I have worked with the definition of the Pfaffian given in terms of the exterior algebra:
Let $E$ be an even dimensional vector space ($dimE=2n$) equipped with a Euclidean metric $g$. Let $f:E \rightarrow E$ be an antisymmetric endomorphism. Then $f$ induces a form $\omega \in \bigwedge^2 E$ given by $\omega(w, v)=g(f(w), v)$. This is equivalent to defining $\omega = \sum_{i<j}a_{ij} e_i\wedge e_j $, where $(a_{ij})$ is the matrix of $f$ with respect to an orthonormal basis of $E$.
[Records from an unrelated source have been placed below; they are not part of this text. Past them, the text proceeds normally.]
//! In-process page double for tests

use std::sync::Arc;
use std::time::Duration;

use async_trait::async_trait;
use parking_lot::Mutex;
use soulbrowser_core_types::{FrameId, LoaderId, PageEvent, PageId};
use soulbrowser_event_bus::{EventBus, EventSource, InMemoryBus};

use crate::{
    driver::{NavigationEntry, NavigationHistory, PageDriver},
    errors::ActionError,
    scope::ExecScope,
};

/// Page double: navigations update the location and publish the usual
/// lifecycle events shortly after the command returns.
pub struct FakePage {
    pub page: PageId,
    pub bus: Arc<InMemoryBus<PageEvent>>,
    pub history: Mutex<NavigationHistory>,
    pub location: Arc<Mutex<String>>,
    pub commands: Mutex<Vec<String>>,
}

impl FakePage {
    pub fn new() -> Arc<Self> {
        Arc::new(Self {
            page: PageId::new(),
            bus: InMemoryBus::new(64),
            history: Mutex::new(NavigationHistory::default()),
            location: Arc::new(Mutex::new("about:blank".to_string())),
            commands: Mutex::new(Vec::new()),
        })
    }

    pub fn with_history(urls: &[&str], current: i64) -> Arc<Self> {
        let fake = Self::new();
        *fake.history.lock() = NavigationHistory {
            current_index: current,
            entries: urls
                .iter()
                .enumerate()
                .map(|(idx, url)| NavigationEntry {
                    id: 100 + idx as i64,
                    url: url.to_string(),
                    title: format!("title {idx}"),
                })
                .collect(),
        };
        fake
    }

    pub fn commands(&self) -> Vec<String> {
        self.commands.lock().clone()
    }

    fn load(&self, url: &str) {
        let page = self.page.clone();
        let bus = Arc::clone(&self.bus);
        let location = Arc::clone(&self.location);
        let url = url.to_string();
        tokio::spawn(async move {
            tokio::time::sleep(Duration::from_millis(20)).await;
            *location.lock() = url.clone();
            let frame = FrameId::new();
            let events = [
                PageEvent::FrameStartedLoading {
                    page: page.clone(),
                    frame: frame.clone(),
                },
                PageEvent::FrameNavigated {
                    page: page.clone(),
                    frame,
                    loader: LoaderId::new(),
                    url,
                },
                PageEvent::DomContentEventFired {
                    page: page.clone(),
                    ts: 1,
                },
                PageEvent::LoadEventFired { page, ts: 2 },
            ];
            for event in events {
                let _ = bus.publish(event).await;
            }
        });
    }
}

#[async_trait]
impl PageDriver for FakePage {
    async fn navigate(&self, scope: &ExecScope, url: &str) -> Result<(), ActionError> {
        scope.check()?;
        self.commands.lock().push(format!("navigate {url}"));
        self.load(url);
        Ok(())
    }

    async fn navigation_history(
        &self,
        scope: &ExecScope,
    ) -> Result<NavigationHistory, ActionError> {
        scope.check()?;
        Ok(self.history.lock().clone())
    }

    async fn navigate_to_history_entry(
        &self,
        scope: &ExecScope,
        entry_id: i64,
    ) -> Result<(), ActionError> {
        scope.check()?;
        self.commands.lock().push(format!("history {entry_id}"));
        let url = self
            .history
            .lock()
            .entries
            .iter()
            .find(|entry| entry.id == entry_id)
            .map(|entry| entry.url.clone())
            .ok_or_else(|| ActionError::CdpIo(format!("no entry {entry_id}")))?;
        self.load(&url);
        Ok(())
    }

    async fn reload(&self, scope: &ExecScope) -> Result<(), ActionError> {
        scope.check()?;
        self.commands.lock().push("reload".to_string());
        let url = self.location.lock().clone();
        self.load(&url);
        Ok(())
    }

    async fn stop_loading(&self, scope: &ExecScope) -> Result<(), ActionError> {
        scope.check()?;
        self.commands.lock().push("stop".to_string());
        Ok(())
    }

    async fn location(&self, scope: &ExecScope) -> Result<String, ActionError> {
        scope.check()?;
        Ok(self.location.lock().clone())
    }

    async fn title(&self, scope: &ExecScope) -> Result<String, ActionError> {
        scope.check()?;
        Ok(format!("Title of {}", self.location.lock()))
    }

    fn events(&self) -> &dyn EventSource<PageEvent> {
        self.bus.as_ref()
    }
}
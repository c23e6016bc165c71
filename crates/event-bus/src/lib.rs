use std::sync::Arc;

use async_trait::async_trait;
use tokio::sync::broadcast::{self, error::RecvError};
use tracing::{debug, warn};

use soulbrowser_core_types::SoulError;
pub use tokio_util::sync::CancellationToken;

/// Trait implemented by payload types that can be carried on the bus.
pub trait Event: Clone + Send + Sync + std::fmt::Debug + 'static {}

impl<T> Event for T where T: Clone + Send + Sync + std::fmt::Debug + 'static {}

/// Callback invoked once per delivered event.
pub type EventCallback<E> = Box<dyn FnMut(E) + Send + 'static>;

#[async_trait]
pub trait EventBus<E>: Send + Sync
where
    E: Event,
{
    async fn publish(&self, event: E) -> Result<(), SoulError>;
    fn subscribe(&self) -> broadcast::Receiver<E>;
}

/// Scoped subscription contract.
///
/// `listen` registers `callback` and returns immediately. The callback runs
/// once per event published after registration, until `scope` is cancelled.
/// Cancellation stops delivery eventually, not synchronously: an event that
/// was already being dispatched may still reach the callback.
pub trait EventSource<E>: Send + Sync
where
    E: Event,
{
    fn listen(&self, scope: CancellationToken, callback: EventCallback<E>);
}

/// Simple in-memory bus suitable for unit tests and early integration.
pub struct InMemoryBus<E>
where
    E: Event,
{
    sender: broadcast::Sender<E>,
}

impl<E> InMemoryBus<E>
where
    E: Event,
{
    pub fn new(capacity: usize) -> Arc<Self> {
        let (sender, _) = broadcast::channel(capacity.max(1));
        Arc::new(Self { sender })
    }

    /// Number of live subscriptions, including scoped listeners.
    pub fn subscriber_count(&self) -> usize {
        self.sender.receiver_count()
    }
}

#[async_trait]
impl<E> EventBus<E> for InMemoryBus<E>
where
    E: Event,
{
    async fn publish(&self, event: E) -> Result<(), SoulError> {
        self.sender
            .send(event)
            .map(|_| ())
            .map_err(|err| SoulError::new(err.to_string()))
    }

    fn subscribe(&self) -> broadcast::Receiver<E> {
        self.sender.subscribe()
    }
}

impl<E> EventSource<E> for InMemoryBus<E>
where
    E: Event,
{
    fn listen(&self, scope: CancellationToken, callback: EventCallback<E>) {
        // Subscribe before spawning so events published after `listen`
        // returns are never missed.
        let rx = self.sender.subscribe();
        tokio::spawn(dispatch(rx, scope, callback));
    }
}

async fn dispatch<E>(
    mut rx: broadcast::Receiver<E>,
    scope: CancellationToken,
    mut callback: EventCallback<E>,
) where
    E: Event,
{
    loop {
        tokio::select! {
            biased;
            _ = scope.cancelled() => {
                debug!(target: "event-bus", "listener scope cancelled");
                break;
            }
            event = rx.recv() => match event {
                Ok(event) => callback(event),
                Err(RecvError::Lagged(skipped)) => {
                    warn!(target: "event-bus", skipped, "listener lagged behind publisher");
                }
                Err(RecvError::Closed) => {
                    debug!(target: "event-bus", "event bus closed");
                    break;
                }
            }
        }
    }
}
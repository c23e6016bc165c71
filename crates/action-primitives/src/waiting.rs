//! Sequential waiting loops: poll-until-done and run-every-interval

use std::future::Future;
use std::time::Duration;

use async_trait::async_trait;
use tokio::time::sleep;
use tracing::{debug, trace, warn};

use crate::{
    action::Action,
    config::{WaitConfig, DEFAULT_POLL_INTERVAL_MS},
    errors::ActionError,
    outcome::Outcome,
    scope::ExecScope,
};

/// Invoke `probe` once per `tick` until it reports something other than
/// "not yet".
///
/// The scope is checked before every invocation; there is no retry bound,
/// callers limit total time through the scope deadline. Invocations never
/// overlap.
pub async fn wait_until<F, Fut>(
    scope: &ExecScope,
    tick: Duration,
    mut probe: F,
) -> Result<(), ActionError>
where
    F: FnMut(ExecScope) -> Fut,
    Fut: Future<Output = Outcome>,
{
    let mut attempts: u64 = 0;
    loop {
        tokio::select! {
            biased;
            err = scope.done() => {
                debug!(attempts, error = %err, "wait_until stopped by scope");
                return Err(err);
            }
            _ = sleep(tick) => {}
        }

        attempts += 1;
        match probe(scope.clone()).await {
            Outcome::Continue | Outcome::NotMatched => {
                trace!(attempts, "probe not ready");
            }
            outcome => {
                debug!(attempts, ?outcome, "wait_until finished");
                return outcome.into_result();
            }
        }
    }
}

/// Run `action` once per `interval` until it fails or the scope ends.
///
/// The next timer is armed only after the previous run returns.
pub async fn interval_run<A>(
    scope: &ExecScope,
    interval: Duration,
    action: &A,
) -> Result<(), ActionError>
where
    A: Action + ?Sized,
{
    let mut runs: u64 = 0;
    loop {
        tokio::select! {
            biased;
            err = scope.done() => {
                debug!(runs, error = %err, "interval_run stopped by scope");
                return Err(err);
            }
            _ = sleep(interval) => {}
        }

        runs += 1;
        if let Err(err) = action.run(scope).await {
            warn!(runs, error = %err, "interval action failed");
            return Err(err);
        }
    }
}

/// Retry-loop action built from an async probe.
pub struct WaitUntil<F> {
    probe: F,
    tick: Duration,
}

impl<F, Fut> WaitUntil<F>
where
    F: Fn(ExecScope) -> Fut + Send + Sync,
    Fut: Future<Output = Outcome> + Send + 'static,
{
    pub fn new(probe: F) -> Self {
        Self {
            probe,
            tick: Duration::from_millis(DEFAULT_POLL_INTERVAL_MS),
        }
    }

    pub fn with_tick(mut self, tick: Duration) -> Self {
        self.tick = tick;
        self
    }

    pub fn with_config(self, config: &WaitConfig) -> Self {
        self.with_tick(config.poll_interval())
    }
}

#[async_trait]
impl<F, Fut> Action for WaitUntil<F>
where
    F: Fn(ExecScope) -> Fut + Send + Sync,
    Fut: Future<Output = Outcome> + Send + 'static,
{
    async fn run(&self, scope: &ExecScope) -> Result<(), ActionError> {
        wait_until(scope, self.tick, |scope| (self.probe)(scope)).await
    }
}

/// Periodic action wrapper.
pub struct IntervalRun<A> {
    interval: Duration,
    action: A,
}

impl<A> IntervalRun<A>
where
    A: Action,
{
    pub fn new(interval: Duration, action: A) -> Self {
        Self { interval, action }
    }
}

#[async_trait]
impl<A> Action for IntervalRun<A>
where
    A: Action,
{
    async fn run(&self, scope: &ExecScope) -> Result<(), ActionError> {
        interval_run(scope, self.interval, &self.action).await
    }
}
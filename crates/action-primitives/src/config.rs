//! Tunables for the waiting primitives

use std::time::Duration;

use serde::{Deserialize, Serialize};

pub const DEFAULT_POLL_INTERVAL_MS: u64 = 50;
pub const DEFAULT_EVENT_BUFFER: usize = 256;

/// Which page event a navigation waits for when the caller does not say.
#[derive(Debug, Clone, Copy, PartialEq, Eq, Default, Serialize, Deserialize)]
#[serde(rename_all = "snake_case")]
pub enum NavWait {
    /// Wait for the page load event
    #[default]
    LoadEventFired,

    /// Wait for the frame to commit a navigation
    FrameNavigated,

    /// Return as soon as the navigation command is accepted
    None,
}

#[derive(Debug, Clone, PartialEq, Eq, Serialize, Deserialize)]
#[serde(default)]
pub struct WaitConfig {
    /// Tick between retry-loop probes (milliseconds)
    pub poll_interval_ms: u64,

    /// Default navigation wait
    pub nav_wait: NavWait,

    /// Capacity of in-memory event buses
    pub event_buffer: usize,
}

impl Default for WaitConfig {
    fn default() -> Self {
        Self {
            poll_interval_ms: DEFAULT_POLL_INTERVAL_MS,
            nav_wait: NavWait::default(),
            event_buffer: DEFAULT_EVENT_BUFFER,
        }
    }
}

impl WaitConfig {
    pub fn poll_interval(&self) -> Duration {
        Duration::from_millis(self.poll_interval_ms.max(1))
    }
}
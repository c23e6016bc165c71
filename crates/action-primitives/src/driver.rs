//! Remote page collaborator
//!
//! The wire protocol lives behind [`PageDriver`]; primitives only issue
//! commands through it and listen to the page events it exposes.

use async_trait::async_trait;
use serde::{Deserialize, Serialize};
use soulbrowser_core_types::PageEvent;
use soulbrowser_event_bus::EventSource;

use crate::{errors::ActionError, scope::ExecScope};

/// One entry of a page's session history
#[derive(Debug, Clone, PartialEq, Eq, Serialize, Deserialize)]
pub struct NavigationEntry {
    pub id: i64,
    pub url: String,
    pub title: String,
}

/// Session history snapshot
#[derive(Debug, Clone, Default, PartialEq, Eq, Serialize, Deserialize)]
pub struct NavigationHistory {
    /// Index of the current entry in `entries`
    pub current_index: i64,
    pub entries: Vec<NavigationEntry>,
}

impl NavigationHistory {
    /// Id of the entry `step` positions away from the current one.
    pub fn relative_entry(&self, step: i64) -> Result<i64, ActionError> {
        let last = self.entries.len() as i64 - 1;
        let current = self.current_index;
        let target = current + step;
        if current < 0 || current > last || target < 0 || target > last {
            return Err(ActionError::InvalidHistoryEntry {
                current,
                len: self.entries.len(),
            });
        }
        Ok(self.entries[target as usize].id)
    }
}

#[async_trait]
pub trait PageDriver: Send + Sync {
    /// Issue a navigation; returns once the command is accepted.
    async fn navigate(&self, scope: &ExecScope, url: &str) -> Result<(), ActionError>;

    async fn navigation_history(&self, scope: &ExecScope) -> Result<NavigationHistory, ActionError>;

    async fn navigate_to_history_entry(
        &self,
        scope: &ExecScope,
        entry_id: i64,
    ) -> Result<(), ActionError>;

    async fn reload(&self, scope: &ExecScope) -> Result<(), ActionError>;

    /// Stop all navigation and pending resource retrieval
    async fn stop_loading(&self, scope: &ExecScope) -> Result<(), ActionError>;

    /// Current document location
    async fn location(&self, scope: &ExecScope) -> Result<String, ActionError>;

    async fn title(&self, scope: &ExecScope) -> Result<String, ActionError>;

    /// Lifecycle events of this page
    fn events(&self) -> &dyn EventSource<PageEvent>;
}
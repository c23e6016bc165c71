//! First-of-N race coordinator

use std::sync::Arc;

use async_trait::async_trait;
use tokio::sync::mpsc;
use tokio::task::JoinSet;
use tracing::{debug, warn};

use crate::{
    action::{Action, SharedAction},
    errors::ActionError,
    scope::ExecScope,
    slot::OutputSlot,
};

type Delivery = (usize, Result<(), ActionError>);

/// Run every action concurrently and resolve to the first one that finishes.
///
/// All racers share one child scope. The first delivered outcome wins: the
/// child scope is cancelled, and every racer is joined before this returns,
/// so nothing outlives the call. A racer that ignores its scope therefore
/// delays the return until it finishes on its own.
///
/// Returns the winner's index on success, the winner's error if it failed,
/// or the parent scope's error if that ends first.
///
/// # Panics
///
/// Panics if `actions` is empty.
pub async fn wait_one_of(
    scope: &ExecScope,
    actions: &[SharedAction],
) -> Result<usize, ActionError> {
    assert!(!actions.is_empty(), "actions cannot be empty");

    let race = scope.child();
    // Losers are told to stop even if this future is dropped mid-race.
    let _stop_losers = race.token().clone().drop_guard();

    let (tx, mut rx) = mpsc::channel::<Delivery>(1);
    let mut racers = JoinSet::new();
    for (idx, action) in actions.iter().enumerate() {
        racers.spawn(run_racer(idx, Arc::clone(action), race.clone(), tx.clone()));
    }
    drop(tx);
    debug!(racers = actions.len(), "race started");

    let first = tokio::select! {
        biased;
        err = scope.done() => Err(err),
        delivered = rx.recv() => Ok(delivered),
    };

    race.cancel();
    while let Some(joined) = racers.join_next().await {
        if let Err(err) = joined {
            warn!(error = %err, "racer task did not finish cleanly");
        }
    }

    match first {
        Err(err) => {
            debug!(error = %err, "race abandoned by parent scope");
            Err(err)
        }
        Ok(Some((idx, Ok(())))) => {
            debug!(winner = idx, "race won");
            Ok(idx)
        }
        Ok(Some((idx, Err(err)))) => {
            debug!(
                winner = idx,
                error = %err,
                severity = err.severity(),
                retryable = err.is_retryable(),
                "race won by failing action"
            );
            Err(err)
        }
        Ok(None) => Err(ActionError::Internal(
            "every racer exited without reporting an outcome".to_string(),
        )),
    }
}

async fn run_racer(
    idx: usize,
    action: SharedAction,
    race: ExecScope,
    tx: mpsc::Sender<Delivery>,
) {
    let result = action.run(&race).await;
    // Once the race is decided nobody reads the channel again; give up the
    // handoff instead of parking on it.
    tokio::select! {
        biased;
        _ = race.cancelled() => {}
        _ = tx.send((idx, result)) => {}
    }
}

/// Race action: runs its actions with [`wait_one_of`] and records the
/// winner's position in an optional slot.
pub struct WaitOneOf {
    actions: Vec<SharedAction>,
    winner: Option<OutputSlot<usize>>,
}

impl WaitOneOf {
    /// # Panics
    ///
    /// Panics if `actions` is empty.
    pub fn new(actions: Vec<SharedAction>) -> Self {
        assert!(!actions.is_empty(), "actions cannot be empty");
        Self {
            actions,
            winner: None,
        }
    }

    /// Write the winning index here on success. Left untouched on failure.
    pub fn with_winner(mut self, slot: OutputSlot<usize>) -> Self {
        self.winner = Some(slot);
        self
    }
}

#[async_trait]
impl Action for WaitOneOf {
    async fn run(&self, scope: &ExecScope) -> Result<(), ActionError> {
        let idx = wait_one_of(scope, &self.actions).await?;
        if let Some(slot) = &self.winner {
            slot.set(idx);
        }
        Ok(())
    }
}
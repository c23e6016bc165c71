//! Predicate-driven event waits

use std::sync::Arc;

use soulbrowser_event_bus::{Event, EventSource};
use tokio::sync::oneshot;
use tracing::{debug, trace};

use crate::{errors::ActionError, outcome::Outcome, scope::ExecScope};

/// Decides whether an event ends a wait.
///
/// `Done` ends the wait successfully, `NotMatched` (or `Continue`) keeps
/// listening, `Failed` ends the wait with that error.
pub type EventPredicate<E> = Arc<dyn Fn(&E) -> Outcome + Send + Sync>;

/// Block until `source` delivers an event accepted by `predicate`, or the
/// scope ends.
///
/// Only events delivered after the listener is registered are considered.
/// The listener runs under a child scope that is cancelled as soon as the
/// wait resolves, either way, or when the returned future is dropped.
pub async fn wait_event<E>(
    scope: &ExecScope,
    source: &dyn EventSource<E>,
    predicate: EventPredicate<E>,
) -> Result<(), ActionError>
where
    E: Event,
{
    let listener = scope.child();
    // Stops the listener even when this future is dropped before resolving.
    let _stop_listener = listener.token().clone().drop_guard();
    let (tx, rx) = oneshot::channel();

    let mut completion = Some(tx);
    let listener_scope = listener.clone();
    source.listen(
        listener.token().clone(),
        Box::new(move |event: E| {
            let outcome = evaluate(&predicate, &event);
            if outcome.is_pending() {
                trace!(?event, "event ignored");
                return;
            }
            // Later matches after the first are dropped here.
            if let Some(tx) = completion.take() {
                listener_scope.cancel();
                let _ = tx.send(outcome.into_result());
            }
        }),
    );
    debug!("listening for matching event");

    let result = tokio::select! {
        biased;
        err = scope.done() => Err(err),
        signalled = rx => signalled.unwrap_or(Err(ActionError::EventStreamClosed)),
    };
    listener.cancel();

    match &result {
        Ok(()) => debug!("matching event observed"),
        Err(err) => debug!(
            error = %err,
            severity = err.severity(),
            retryable = err.is_retryable(),
            "event wait ended without a match"
        ),
    }
    result
}

fn evaluate<E>(predicate: &EventPredicate<E>, event: &E) -> Outcome {
    predicate(event)
}
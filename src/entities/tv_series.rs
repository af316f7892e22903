use super::{dedup_texts, non_empty, primary_text, text_variants, Entity, EntityKind};
use crate::models::{TvSeriesDocument, TvSeriesRow};

/// TMDB TV series with translated names, genres and air dates.
pub struct TvSeries;

impl Entity for TvSeries {
    type Row = TvSeriesRow;
    type Document = TvSeriesDocument;

    const KIND: EntityKind = EntityKind::TvSeries;

    const QUERY: &'static str = r#"
        SELECT
            s.id::bigint AS id,
            s.original_name,
            s.popularity::float8 AS popularity,
            COALESCE(g.genre_ids, '{}') AS genre_ids,
            s.number_of_episodes::int AS number_of_episodes,
            s.number_of_seasons::int AS number_of_seasons,
            s.vote_average::float8 AS vote_average,
            s.vote_count::int AS vote_count,
            s.status,
            s.type,
            EXTRACT(EPOCH FROM s.first_air_date)::bigint AS first_air_ts,
            EXTRACT(EPOCH FROM s.last_air_date)::bigint AS last_air_ts,
            COALESCE(names.names, '{}') AS names
        FROM public.tmdb_tv_series s
        LEFT JOIN LATERAL (
            SELECT ARRAY_REMOVE(ARRAY_AGG(DISTINCT btrim(t.name)), NULL) AS names
            FROM public.tmdb_tv_series_translations t
            WHERE t.serie_id = s.id
              AND t.name IS NOT NULL
              AND btrim(t.name) <> ''
        ) AS names ON TRUE
        LEFT JOIN LATERAL (
            SELECT ARRAY_AGG(DISTINCT sg.genre_id)::int[] AS genre_ids
            FROM public.tmdb_tv_series_genres sg
            WHERE sg.serie_id = s.id
        ) AS g ON TRUE
        ORDER BY s.id
    "#;

    fn to_document(row: TvSeriesRow) -> TvSeriesDocument {
        TvSeriesDocument {
            id: row.id.to_string(),
            names: dedup_texts(row.original_name.as_deref(), text_variants(&row.names)),
            original_name: primary_text(&row.original_name),
            popularity: row.popularity.unwrap_or(0.0),
            genre_ids: row.genre_ids.unwrap_or_default(),
            number_of_episodes: row.number_of_episodes,
            number_of_seasons: row.number_of_seasons,
            vote_average: row.vote_average,
            vote_count: row.vote_count,
            status: non_empty(row.status),
            series_type: non_empty(row.series_type),
            first_air_date: row.first_air_ts,
            last_air_date: row.last_air_ts,
        }
    }
}
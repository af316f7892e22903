//! Seams between the sync pipeline and its two collaborators.
//!
//! ```text
//! ┌─────────────┐  fetch(n)  ┌─────────────────┐  import   ┌─────────────┐
//! │  RowSource  │ ─────────▶ │ sync_collection │ ────────▶ │ SearchIndex │
//! │ PgRowCursor │            │   to_document   │           │  Typesense  │
//! └─────────────┘            └─────────────────┘           └─────────────┘
//! ```
//!
//! Jobs receive both collaborators as parameters, so tests can drive the
//! full extract/transform/load loop against in-memory fakes.

use anyhow::Result;
use async_trait::async_trait;
use serde_json::Value;

use crate::typesense::ImportResult;

/// A paginated stream of fixed-shape rows.
///
/// # Example
///
/// ```rust
/// use anyhow::Result;
/// use async_trait::async_trait;
/// use typesense_sync::traits::RowSource;
///
/// struct VecSource(Vec<u32>);
///
/// #[async_trait]
/// impl RowSource<u32> for VecSource {
///     async fn fetch(&mut self, n: usize) -> Result<Vec<u32>> {
///         let n = n.min(self.0.len());
///         Ok(self.0.drain(..n).collect())
///     }
///
///     async fn close(&mut self) -> Result<()> {
///         Ok(())
///     }
/// }
/// ```
#[async_trait]
pub trait RowSource<R: Send>: Send {
    /// Fetch up to `n` further rows. An empty vector means the stream is exhausted.
    async fn fetch(&mut self, n: usize) -> Result<Vec<R>>;

    /// Release the underlying resources. Called exactly once at job end,
    /// whether the job succeeded or not.
    async fn close(&mut self) -> Result<()>;
}

/// The subset of the search service used by the pipeline.
#[async_trait]
pub trait SearchIndex: Send + Sync {
    /// Names of the collections that currently exist.
    async fn list_collections(&self) -> Result<Vec<String>>;

    /// Create a collection from a full schema definition.
    async fn create_collection(&self, schema: &Value) -> Result<()>;

    /// Upsert (create-or-replace) a batch of documents.
    ///
    /// Returns one result per document, in submission order. A failed
    /// document does not fail the call; only transport-level problems do.
    async fn import_documents(
        &self,
        collection: &str,
        documents: &[Value],
    ) -> Result<Vec<ImportResult>>;
}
Now, if we take $\omega^n$ -this means $\omega \wedge \omega ...$, $n$ times-, we realise $\omega^n \in \bigwedge^{2n} E$, which is one-dimensional, so that we must have:
$$ \omega^n= Pe_1\wedge e_2 \wedge ... \wedge e_{2n} $$ This constant $P$ is called the Pfaffian.
The usual definition of the Pfaffian, however, is given in terms of permutations, via:
$$ \displaystyle{ \operatorname{pf}(A) = \frac{1}{2^n n!}\sum_{\sigma\in S_{2n}}\operatorname{sgn}(\sigma)\prod_{i=1}^{n}a_{\sigma(2i-1),\sigma(2i)} }, $$
for a skew-symmetric matrix A of even dimension.
I would like to prove that the two definitions are equivalent, but unfortunately I haven't managed to.